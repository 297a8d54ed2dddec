//! Error types for scene-level operations

use thiserror::Error;

use crate::gfx::scene::NodeId;

/// Misuse of the scene and light APIs
#[derive(Debug, Error, PartialEq, Eq)]
pub enum SceneError {
    /// The id does not belong to this scene.
    #[error("unknown node {0:?}")]
    UnknownNode(NodeId),
    /// Light index outside the fixed light array.
    #[error("light index {index} out of range (rig has {count} lights)")]
    InvalidLightIndex { index: usize, count: usize },
}

/// Failure to assemble a runnable scene
#[derive(Debug, Error)]
pub enum LaunchError {
    #[error(transparent)]
    Config(#[from] crate::config::ConfigError),
    #[error(transparent)]
    Scene(#[from] SceneError),
}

◇ ◇ ◇ ◇

## TASK ITEM
Print, please, the lines from the first line of the material through the line that contains "to this scene.", exactly as written and with nothing added.

## SOLUTION FOR THIS PROBLEM
repository 297a8d54ed2dddec
//! Error types for scene-level operations

use thiserror::Error;

use crate::gfx::scene::NodeId;

/// Misuse of the scene and light APIs
#[derive(Debug, Error, PartialEq, Eq)]
pub enum SceneError {
    /// The id does not belong to this scene.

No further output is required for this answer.